John Lennon died 33 years ago today, but left a musical legacy that continued on after The Beatles packed up shop.
He released a glut of albums in the early ’70s before taking off the back half of the decade to be with his second son, Sean, when he was little.
His last album of original material before his hiatus was “Walls and Bridges,” a mixed-bag effort that came at the end of his self-proclaimed “lost weekend.”
Some selections are stellar, such as “#9 Dream” and the opening cut, “Going Down on Love.” Tropical drums add spice to “Going Down” while, elsewhere, horns play a key role.
But Lennon’s tone varies throughout “Walls.” On “Whatever Gets You Through the Night,” co-written with Elton John and his only post-Beatles No. 1 hit, Bobby Keys’ saxophone plays a central role over a galloping beat.

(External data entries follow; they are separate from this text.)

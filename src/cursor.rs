//! Result cursor: iterates a query's documents, fetching batches from the server on demand.
//!
//! # Overview
//!
//! A [`Cursor`] does nothing until it is first polled. The first poll sends the query to the
//! member the read preference resolves to; that reply carries the first batch and the server's
//! cursor id. Whenever the local buffer runs dry and the server still holds the cursor, a
//! get-more is sent to the same member.
//!
//! Iteration stops when the server returns a zero cursor id, an empty batch, or when the
//! requested limit has been received. Reaching the limit while the server still holds a cursor
//! kills it.
//!
//! [`Cursor::reset`] rewinds over the documents already fetched. It never re-runs the query.
//!
//! # Transforms
//!
//! A [`DocumentTransform`] sees every document as it arrives and may rewrite or drop it.
//! Dropped documents still count against the limit, since the server sent them.
use std::time::Duration;

use log::debug;

use crate::{
    bson::{Document, Value},
    connection::{ConnectionManager, ReadMode, ReadPreference},
    error::{ConnectionError, Result},
    protocol::{QueryMessage, Reply, flags},
};

/// Batch size asked for when the caller set none.
pub const INTERNAL_BATCH_SIZE: i32 = 100;

/// Rewrites or drops documents as they are received.
pub trait DocumentTransform {
    fn apply(&mut self, document: Document) -> Option<Document>;
}

impl<F> DocumentTransform for F
where
    F: FnMut(Document) -> Option<Document>,
{
    fn apply(&mut self, document: Document) -> Option<Document> {
        self(document)
    }
}

/// Passes every document through unchanged.
#[derive(Debug, Clone, Copy, Default)]
pub struct Identity;

impl DocumentTransform for Identity {
    fn apply(&mut self, document: Document) -> Option<Document> {
        Some(document)
    }
}

pub struct Cursor<'a, F: DocumentTransform = Identity> {
    manager: &'a mut ConnectionManager,
    namespace: String,
    query: Document,
    fields: Option<Document>,
    sort: Option<Document>,
    hint: Option<Document>,
    skip: i32,
    limit: i32,
    batch_size: i32,
    flags: i32,
    read_preference: ReadPreference,
    timeout: Option<Duration>,
    transform: F,

    host: Option<String>,
    cursor_id: i64,
    buffer: Vec<Document>,
    position: usize,
    received: usize,
    started: bool,
    has_more: bool,
    end: bool,
}

impl<'a> Cursor<'a, Identity> {
    pub fn new(manager: &'a mut ConnectionManager, namespace: &str, query: Document) -> Self {
        Cursor::with_transform(manager, namespace, query, Identity)
    }
}

impl<'a, F: DocumentTransform> Cursor<'a, F> {
    pub fn with_transform(
        manager: &'a mut ConnectionManager,
        namespace: &str,
        query: Document,
        transform: F,
    ) -> Self {
        let read_preference = manager.options().read_preference.clone();
        Self {
            manager,
            namespace: namespace.to_string(),
            query,
            fields: None,
            sort: None,
            hint: None,
            skip: 0,
            limit: 0,
            batch_size: 0,
            flags: 0,
            read_preference,
            timeout: None,
            transform,
            host: None,
            cursor_id: 0,
            buffer: Vec::new(),
            position: 0,
            received: 0,
            started: false,
            has_more: false,
            end: false,
        }
    }

    /// Projection applied by the server.
    pub fn fields(mut self, fields: Document) -> Self {
        self.fields = Some(fields);
        self
    }

    pub fn skip(mut self, skip: i32) -> Self {
        self.skip = skip;
        self
    }

    /// Total documents to return; zero means no limit. A negative limit returns at most that
    /// many documents in a single batch and closes the server cursor.
    pub fn limit(mut self, limit: i32) -> Self {
        self.limit = limit;
        self
    }

    pub fn batch_size(mut self, batch_size: i32) -> Self {
        self.batch_size = batch_size;
        self
    }

    pub fn sort(mut self, sort: Document) -> Self {
        self.sort = Some(sort);
        self
    }

    pub fn hint(mut self, hint: Document) -> Self {
        self.hint = Some(hint);
        self
    }

    pub fn read_preference(mut self, read_preference: ReadPreference) -> Self {
        self.read_preference = read_preference;
        self
    }

    /// Receive timeout for this cursor's calls, overriding the connection's.
    pub fn timeout(mut self, timeout: Duration) -> Self {
        self.timeout = Some(timeout);
        self
    }

    pub fn tailable(mut self) -> Self {
        self.flags |= flags::QUERY_TAILABLE;
        self
    }

    pub fn no_cursor_timeout(mut self) -> Self {
        self.flags |= flags::QUERY_NO_CURSOR_TIMEOUT;
        self
    }

    pub fn namespace(&self) -> &str {
        &self.namespace
    }

    /// Server cursor id; zero once the server has no more results or the cursor was killed.
    pub fn cursor_id(&self) -> i64 {
        self.cursor_id
    }

    /// The member the query went to, once sent.
    pub fn host(&self) -> Option<&str> {
        self.host.as_deref()
    }

    pub fn position(&self) -> usize {
        self.position
    }

    /// Documents received from the server so far, including dropped ones.
    pub fn received(&self) -> usize {
        self.received
    }

    pub fn is_exhausted(&self) -> bool {
        self.end
    }

    /// Whether a document is available at the current position, fetching if needed.
    pub fn valid(&mut self) -> Result<bool> {
        self.fill()?;
        Ok(self.position < self.buffer.len())
    }

    pub fn current(&mut self) -> Result<Option<&Document>> {
        self.fill()?;
        Ok(self.buffer.get(self.position))
    }

    /// Key of the current document: its `_id` when that is an object id or string, the position
    /// otherwise.
    pub fn key(&mut self) -> Result<Option<String>> {
        let position = self.position;
        Ok(self.current()?.map(|document| match document.get("_id") {
            Some(Value::ObjectId(id)) => id.to_hex(),
            Some(Value::String(id)) => id.clone(),
            _ => position.to_string(),
        }))
    }

    /// Moves to the next document. Fetching is deferred to the next poll.
    pub fn advance(&mut self) {
        if self.position < self.buffer.len() {
            self.position += 1;
        }
    }

    /// Rewinds to the first document already fetched.
    pub fn reset(&mut self) {
        self.position = 0;
        self.end = false;
    }

    /// Asks the server to release the cursor. Only reports whether there was a cursor to kill.
    pub fn kill(&mut self) -> bool {
        let (Some(host), id) = (self.host.as_deref(), self.cursor_id) else {
            return false;
        };
        if id == 0 {
            return false;
        }
        let killed = match self.manager.protocol_for(host) {
            Ok(protocol) => protocol.kill_cursors(&[id]),
            Err(_) => false,
        };
        self.cursor_id = 0;
        self.has_more = false;
        killed
    }

    fn fill(&mut self) -> Result<()> {
        let result = self.fetch_until_available();
        if result.is_err() {
            self.end = true;
        }
        result
    }

    fn fetch_until_available(&mut self) -> Result<()> {
        while self.position >= self.buffer.len() && !self.end {
            if !self.started {
                self.started = true;
                self.send_query()?;
            } else if self.has_more {
                let before = self.received;
                self.send_get_more()?;
                if self.flags & flags::QUERY_TAILABLE != 0 && self.received == before {
                    break;
                }
            } else {
                self.end = true;
            }
        }
        Ok(())
    }

    fn send_query(&mut self) -> Result<()> {
        let query = self.query_document();
        let flags = self.query_flags();
        let limit = if self.limit < 0 {
            self.limit
        } else {
            self.request_size()
        };

        let host = self.manager.read_target(&self.read_preference)?;
        let reply = self.manager.protocol_for(&host)?.query(
            QueryMessage {
                namespace: &self.namespace,
                query: &query,
                fields: self.fields.as_ref(),
                skip: self.skip,
                limit,
                flags,
            },
            self.timeout,
        )?;
        self.host = Some(host);
        self.absorb(reply);
        Ok(())
    }

    fn send_get_more(&mut self) -> Result<()> {
        let host = self.host.clone().ok_or(ConnectionError::NotConnected)?;
        let limit = self.request_size();
        let reply = self.manager.protocol_for(&host)?.get_more(
            &self.namespace,
            limit,
            self.cursor_id,
            self.timeout,
        )?;
        self.absorb(reply);
        Ok(())
    }

    fn absorb(&mut self, reply: Reply) {
        let count = reply.documents.len();
        self.received += count;
        self.cursor_id = reply.cursor_id;
        for document in reply.documents {
            if let Some(document) = self.transform.apply(document) {
                self.buffer.push(document);
            }
        }

        let limit_reached = self.limit != 0 && self.received >= self.limit.unsigned_abs() as usize;
        let tailable = self.flags & flags::QUERY_TAILABLE != 0;
        self.has_more = self.cursor_id != 0
            && (count > 0 || tailable)
            && !limit_reached
            && self.limit >= 0;
        debug!(
            "cursor {} on {}: batch of {count}, {} received",
            self.cursor_id, self.namespace, self.received
        );

        if !self.has_more && self.cursor_id != 0 {
            self.kill();
        }
    }

    /// The filter, wrapped in `$query` when a sort or hint has to travel with it.
    fn query_document(&self) -> Document {
        if self.sort.is_none() && self.hint.is_none() {
            return self.query.clone();
        }
        let mut wrapped = Document::new();
        wrapped.insert("$query", self.query.clone());
        if let Some(sort) = &self.sort {
            wrapped.insert("$orderby", sort.clone());
        }
        if let Some(hint) = &self.hint {
            wrapped.insert("$hint", hint.clone());
        }
        wrapped
    }

    fn query_flags(&self) -> i32 {
        if self.read_preference.mode() == ReadMode::Primary {
            self.flags
        } else {
            self.flags | flags::QUERY_SLAVE_OK
        }
    }

    /// Smaller of the remaining limit and the batch size.
    fn request_size(&self) -> i32 {
        let batch = if self.batch_size > 0 {
            self.batch_size
        } else {
            INTERNAL_BATCH_SIZE
        };
        if self.limit > 0 {
            let remaining = (self.limit as usize).saturating_sub(self.received);
            batch.min(remaining as i32)
        } else {
            batch
        }
    }
}

impl<F: DocumentTransform> Iterator for Cursor<'_, F> {
    type Item = Result<Document>;

    fn next(&mut self) -> Option<Self::Item> {
        match self.fill() {
            Err(e) => Some(Err(e)),
            Ok(()) => {
                let document = self.buffer.get(self.position).cloned()?;
                self.position += 1;
                Some(Ok(document))
            }
        }
    }
}

impl<F: DocumentTransform> Drop for Cursor<'_, F> {
    fn drop(&mut self) {
        if self.cursor_id == 0 {
            return;
        }
        if let Some(protocol) = self
            .host
            .as_deref()
            .and_then(|host| self.manager.connected_protocol(host))
        {
            protocol.kill_cursors(&[self.cursor_id]);
        }
    }
}
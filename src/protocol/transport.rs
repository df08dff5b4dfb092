use std::{
    io::{self, Read, Write},
    net::TcpStream,
    time::Duration,
};

use log::{debug, trace};

use crate::error::{ConnectionError, CursorError, Error, ProtocolError, Result};

use super::OpCode;

/// Length, request id, response-to and opcode; four little-endian `i32`s.
pub const HEADER_SIZE: usize = 16;

/// Largest message accepted from a server.
pub const MAX_MESSAGE_SIZE: usize = 48 * 1000 * 1000;

/// Request ids at or below this value are never issued.
const RESERVED_REQUEST_IDS: i32 = 1024;

/// A byte stream with a controllable receive timeout.
pub trait Socket: Read + Write {
    fn set_receive_timeout(&mut self, timeout: Option<Duration>) -> io::Result<()>;
}

impl Socket for TcpStream {
    fn set_receive_timeout(&mut self, timeout: Option<Duration>) -> io::Result<()> {
        self.set_read_timeout(timeout)
    }
}

#[derive(Debug, Clone, Copy, PartialEq, Eq)]
pub struct MessageHeader {
    pub length: i32,
    pub request_id: i32,
    pub response_to: i32,
    pub opcode: OpCode,
}

/// Frames messages over a single socket. One call is in flight at a time: every read sends one
/// request and blocks for the one reply that answers it.
///
/// After a timeout or an I/O failure the stream position is unknown, so the transport marks
/// itself unusable and refuses further calls; the owner must reconnect.
pub struct ProtocolTransport<T: Socket> {
    stream: T,
    host: String,
    next_request_id: i32,
    usable: bool,
}

impl<T: Socket> ProtocolTransport<T> {
    pub fn new(stream: T, host: impl Into<String>) -> Self {
        Self {
            stream,
            host: host.into(),
            next_request_id: RESERVED_REQUEST_IDS,
            usable: true,
        }
    }

    pub fn host(&self) -> &str {
        &self.host
    }

    pub fn is_usable(&self) -> bool {
        self.usable
    }

    fn next_id(&mut self) -> i32 {
        self.next_request_id = match self.next_request_id.checked_add(1) {
            Some(id) => id,
            None => RESERVED_REQUEST_IDS + 1,
        };
        self.next_request_id
    }

    /// Appends one framed message to `buf` and returns the request id assigned to it.
    fn frame(&mut self, buf: &mut Vec<u8>, opcode: OpCode, payload: &[u8]) -> i32 {
        let request_id = self.next_id();
        let length = (HEADER_SIZE + payload.len()) as i32;

        buf.extend_from_slice(&length.to_le_bytes());
        buf.extend_from_slice(&request_id.to_le_bytes());
        buf.extend_from_slice(&0_i32.to_le_bytes());
        buf.extend_from_slice(&i32::from(opcode).to_le_bytes());
        buf.extend_from_slice(payload);

        trace!("framed {opcode:?} request {request_id} ({length} bytes)");
        request_id
    }

    /// Sends a request and blocks for the reply that answers it, returning the reply payload.
    pub fn read(
        &mut self,
        opcode: OpCode,
        payload: &[u8],
        timeout: Option<Duration>,
    ) -> Result<Vec<u8>> {
        self.ensure_usable()?;
        let mut buf = Vec::with_capacity(HEADER_SIZE + payload.len());
        let request_id = self.frame(&mut buf, opcode, payload);

        self.transmit(&buf)?;
        self.receive(request_id, timeout)
    }

    /// Sends a write, optionally followed in the same buffer by an acknowledgment query. Without
    /// an acknowledgment nothing is read back and `None` is returned as soon as the bytes are out.
    pub fn write(
        &mut self,
        opcode: OpCode,
        payload: &[u8],
        acknowledgment: Option<&[u8]>,
        timeout: Option<Duration>,
    ) -> Result<Option<Vec<u8>>> {
        self.ensure_usable()?;
        let mut buf = Vec::new();
        self.frame(&mut buf, opcode, payload);

        match acknowledgment {
            Some(ack) => {
                let request_id = self.frame(&mut buf, OpCode::Query, ack);
                self.transmit(&buf)?;
                self.receive(request_id, timeout).map(Some)
            }
            None => {
                self.transmit(&buf)?;
                Ok(None)
            }
        }
    }

    /// Sends a message that has no reply.
    pub fn send(&mut self, opcode: OpCode, payload: &[u8]) -> Result<()> {
        self.ensure_usable()?;
        let mut buf = Vec::new();
        self.frame(&mut buf, opcode, payload);
        self.transmit(&buf)
    }

    fn ensure_usable(&self) -> Result<()> {
        if !self.usable {
            return Err(ConnectionError::Unusable {
                host: self.host.clone(),
            }
            .into());
        }
        Ok(())
    }

    fn transmit(&mut self, buf: &[u8]) -> Result<()> {
        let res = self
            .stream
            .write_all(buf)
            .and_then(|_| self.stream.flush());
        res.map_err(|e| self.fail(e))
    }

    fn receive(&mut self, request_id: i32, timeout: Option<Duration>) -> Result<Vec<u8>> {
        if let Err(e) = self.stream.set_receive_timeout(timeout) {
            return Err(self.fail(e));
        }

        let mut header = [0; HEADER_SIZE];
        if let Err(e) = self.stream.read_exact(&mut header) {
            return Err(self.fail(e));
        }
        let header = match parse_header(&header) {
            Ok(header) => header,
            Err(e) => {
                self.usable = false;
                return Err(e);
            }
        };

        let mut payload = vec![0; header.length as usize - HEADER_SIZE];
        if let Err(e) = self.stream.read_exact(&mut payload) {
            return Err(self.fail(e));
        }

        if header.response_to != request_id {
            self.usable = false;
            return Err(CursorError::ResponseMismatch {
                expected: request_id,
                found: header.response_to,
            }
            .into());
        }
        if header.opcode != OpCode::Reply {
            self.usable = false;
            return Err(ProtocolError::UnknownOpcode(header.opcode.into()).into());
        }

        debug!(
            "received reply to request {request_id} from {} ({} bytes)",
            self.host, header.length
        );
        Ok(payload)
    }

    fn fail(&mut self, e: io::Error) -> Error {
        self.usable = false;
        match e.kind() {
            io::ErrorKind::WouldBlock | io::ErrorKind::TimedOut => Error::Timeout {
                host: self.host.clone(),
            },
            _ => ConnectionError::Io(e).into(),
        }
    }
}

fn parse_header(bytes: &[u8; HEADER_SIZE]) -> Result<MessageHeader> {
    let word = |i: usize| i32::from_le_bytes([bytes[i], bytes[i + 1], bytes[i + 2], bytes[i + 3]]);
    let length = word(0);

    if length < HEADER_SIZE as i32 {
        return Err(ProtocolError::InvalidHeader(length).into());
    }
    if length as usize > MAX_MESSAGE_SIZE {
        return Err(ProtocolError::TooLarge {
            size: length as usize,
            limit: MAX_MESSAGE_SIZE,
        }
        .into());
    }

    Ok(MessageHeader {
        length,
        request_id: word(4),
        response_to: word(8),
        opcode: OpCode::try_from(word(12))?,
    })
}
//! Error taxonomy for the driver.
//!
//! Every fallible operation returns [`Error`], which groups failures into the classes a caller
//! can act on differently:
//!
//! - [`ConnectionError`]: nothing reached the server, or the topology could not satisfy the
//!   request (bad connection string, unreachable seeds, replica-set mismatch, no member matched
//!   a read preference).
//! - [`CursorError`]: the server answered, but with an error document, or the reply did not
//!   belong to the request that was sent.
//! - [`Error::Timeout`]: a blocking receive exceeded its deadline. The socket involved is
//!   unusable afterwards and must be reconnected.
//! - [`ProtocolError`]: bytes on the wire violate the document or message format.
//! - [`EncodingError`]: a value cannot be represented in the document format.
use std::io;

use thiserror::Error;

pub type Result<T> = std::result::Result<T, Error>;

#[derive(Debug, Error)]
pub enum Error {
    #[error("[connection] {0}")]
    Connection(#[from] ConnectionError),

    #[error("[cursor] {0}")]
    Cursor(#[from] CursorError),

    #[error("[timeout] receive from '{host}' exceeded its deadline")]
    Timeout { host: String },

    #[error("[protocol] {0}")]
    Protocol(#[from] ProtocolError),

    #[error("[encoding] {0}")]
    Encoding(#[from] EncodingError),
}

impl Error {
    /// Whether retrying the operation on a fresh connection may succeed.
    pub fn is_recoverable(&self) -> bool {
        match self {
            Error::Timeout { .. } => true,
            Error::Connection(cause) => matches!(
                cause,
                ConnectionError::Connect { .. }
                    | ConnectionError::Io(_)
                    | ConnectionError::Unusable { .. }
            ),
            _ => false,
        }
    }

    /// The numeric code the server attached to an error document, if any.
    pub fn server_code(&self) -> Option<i32> {
        match self {
            Error::Cursor(CursorError::Server { code, .. }) => Some(*code),
            _ => None,
        }
    }
}

#[derive(Debug, Error)]
pub enum ConnectionError {
    #[error("malformed connection string '{uri}': {reason}")]
    MalformedUri { uri: String, reason: String },

    #[error("malformed host '{0}'")]
    MalformedHost(String),

    #[error("failed to resolve '{host}': {source}")]
    Resolve { host: String, source: io::Error },

    #[error("failed to connect to '{host}': {source}")]
    Connect { host: String, source: io::Error },

    #[error("no seed host reachable, last failure: {last}")]
    SeedsExhausted { last: String },

    #[error("replica set name mismatch: expected '{expected}', server reported '{found}'")]
    ReplicaSetMismatch { expected: String, found: String },

    #[error("replica set has no primary")]
    NoPrimary,

    #[error("no replica set member matches tagsets {tagsets}")]
    NoCandidate { tagsets: String },

    #[error("invalid read preference: {0}")]
    InvalidReadPreference(String),

    #[error("connection to '{host}' is unusable and must be re-established")]
    Unusable { host: String },

    #[error("not connected")]
    NotConnected,

    #[error("io error: {0}")]
    Io(#[from] io::Error),
}

#[derive(Debug, Error)]
pub enum CursorError {
    #[error("{message} (code {code})")]
    Server { message: String, code: i32 },

    #[error("response to request {found} does not match request {expected}")]
    ResponseMismatch { expected: i32, found: i32 },

    #[error("cursor {0} not found on server")]
    NotFound(i64),

    #[error("invalid cursor arguments: {0}")]
    InvalidArguments(String),
}

#[derive(Debug, Error, PartialEq, Eq)]
pub enum ProtocolError {
    #[error("document declares {declared} bytes but {consumed} were consumed")]
    LengthMismatch { declared: usize, consumed: usize },

    #[error("unknown element type 0x{0:02x}")]
    UnknownType(u8),

    #[error("unknown opcode {0}")]
    UnknownOpcode(i32),

    #[error("unexpected end of input while reading {0}")]
    Truncated(&'static str),

    #[error("missing terminator while reading {0}")]
    MissingTerminator(&'static str),

    #[error("message of {size} bytes exceeds limit of {limit} bytes")]
    TooLarge { size: usize, limit: usize },

    #[error("invalid message header length {0}")]
    InvalidHeader(i32),

    #[error("invalid {field}: {reason}")]
    InvalidField { field: &'static str, reason: String },
}

#[derive(Debug, Error, PartialEq, Eq)]
pub enum EncodingError {
    #[error("string is not valid UTF-8")]
    NonUtf8String,

    #[error("key '{0}' contains a NUL byte")]
    KeyContainsNul(String),

    #[error("invalid object id '{0}'")]
    InvalidObjectId(String),
}

impl From<io::Error> for Error {
    fn from(value: io::Error) -> Self {
        Error::Connection(ConnectionError::Io(value))
    }
}
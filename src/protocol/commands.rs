//! Database command documents the driver issues on its own behalf, and the replies it reads.
use crate::{
    bson::{Document, Value},
    doc,
};

pub fn is_master() -> Document {
    doc! { "isMaster" => 1 }
}

pub fn ping() -> Document {
    doc! { "ping" => 1 }
}

pub fn replica_set_status() -> Document {
    doc! { "replSetGetStatus" => 1 }
}

pub fn replica_set_config() -> Document {
    doc! { "replSetGetConfig" => 1 }
}

pub fn command_namespace(database: &str) -> String {
    format!("{database}.$cmd")
}

/// Fields of an `isMaster` reply that topology discovery relies on.
#[derive(Debug, Clone, Default, PartialEq, Eq)]
pub struct IsMaster {
    pub is_master: bool,
    pub secondary: bool,
    pub set_name: Option<String>,
    /// `host:port` of the current primary, as the server sees it.
    pub primary: Option<String>,
    pub hosts: Vec<String>,
    pub passives: Vec<String>,
}

impl IsMaster {
    pub fn from_document(document: &Document) -> Self {
        Self {
            is_master: document.get_bool("ismaster").unwrap_or(false),
            secondary: document.get_bool("secondary").unwrap_or(false),
            set_name: document.get_str("setName").map(str::to_string),
            primary: document.get_str("primary").map(str::to_string),
            hosts: strings(document.get_array("hosts")),
            passives: strings(document.get_array("passives")),
        }
    }

    /// Active and passive members, in reported order.
    pub fn members(&self) -> impl Iterator<Item = &str> {
        self.hosts
            .iter()
            .chain(self.passives.iter())
            .map(String::as_str)
    }
}

fn strings(values: Option<&[Value]>) -> Vec<String> {
    values
        .unwrap_or_default()
        .iter()
        .filter_map(Value::as_str)
        .map(str::to_string)
        .collect()
}
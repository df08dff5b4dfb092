//! Binary document codec.
//!
//! This module converts between the in-memory [`Document`] model and the binary document format
//! spoken on the wire. Every message the driver exchanges with a server carries one or more of
//! these documents, so the codec is the foundation the [`protocol`](crate::protocol) layer is
//! built on.
//!
//! # Binary Format
//!
//! A document is laid out as:
//!
//! - A 4-byte little-endian total length, counting the length field itself and the trailing NUL.
//! - A sequence of elements, each a 1-byte type tag, a NUL-terminated key and a type-specific
//!   payload.
//! - A single trailing NUL byte.
//!
//! Decoding is strict: the declared length must equal the number of bytes consumed while parsing
//! the elements, and any violation fails the whole document. There is no partial recovery.
//!
//! # Arrays
//!
//! Arrays are documents whose keys are `"0"`, `"1"`, ... in order. On encode a
//! [`Value::Document`] whose keys form exactly that sequence is written as an array; documents
//! with any other key layout (including `"1", "0"` or `"00"`) stay documents.
//!
//! # Example
//! ```rust
//! use docwire::bson::{self, Value};
//! use docwire::doc;
//!
//! let document = doc! { "hello" => "world", "tags" => vec![Value::from(1), Value::from(2)] };
//! let bytes = bson::encode(&document).unwrap();
//! assert_eq!(bson::decode(&bytes).unwrap(), document);
//! ```
mod decode;
mod document;
mod encode;
mod oid;

pub use decode::{decode, decode_many};
pub use document::{Document, Value};
pub use encode::{encode, encode_many};
pub use oid::ObjectId;

pub(crate) use decode::Reader;
pub(crate) use encode::{encode_into, write_i32, write_i64};

/// Largest document accepted from the wire.
pub const MAX_DOCUMENT_SIZE: usize = 16 * 1024 * 1024;

pub mod element {
    pub(crate) const DOUBLE: u8 = 0x01;
    pub(crate) const STRING: u8 = 0x02;
    pub(crate) const DOCUMENT: u8 = 0x03;
    pub(crate) const ARRAY: u8 = 0x04;
    pub(crate) const BINARY: u8 = 0x05;
    pub(crate) const OBJECT_ID: u8 = 0x07;
    pub(crate) const BOOLEAN: u8 = 0x08;
    pub(crate) const DATE_TIME: u8 = 0x09;
    pub(crate) const NULL: u8 = 0x0A;
    pub(crate) const REGEX: u8 = 0x0B;
    pub(crate) const CODE: u8 = 0x0D;
    pub(crate) const CODE_WITH_SCOPE: u8 = 0x0F;
    pub(crate) const INT32: u8 = 0x10;
    pub(crate) const TIMESTAMP: u8 = 0x11;
    pub(crate) const INT64: u8 = 0x12;
    pub(crate) const MIN_KEY: u8 = 0xFF;
    pub(crate) const MAX_KEY: u8 = 0x7F;

    /// Binary subtype whose payload carries a redundant inner length.
    pub(crate) const BINARY_OLD: u8 = 0x02;

    pub(crate) const OBJECT_ID_SIZE: usize = 12;
}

“Old Dirt Road” and “Scared” tread similar, moody ground. Although first-born son Julian appears on “Ya Ya,” it and “Beef Jerky” are two subpar offerings from the set.
In all, “Walls and Bridges” wasn’t a spectacular send-off into faux-tirement for Lennon, but he had one final, brilliant bow with 1980’s “Double Fantasy.”
Our Music Year is Daily Republic popular culture writer Nick DeCicco’s yearlong online review in 2012 of albums he had previously not listened to. The reviews will appear in print on their corresponding days during 2013. Reach him at 427-6966 or firstname.lastname@example.org. Follow him on Twitter at www.twitter.com/ndeciccodr.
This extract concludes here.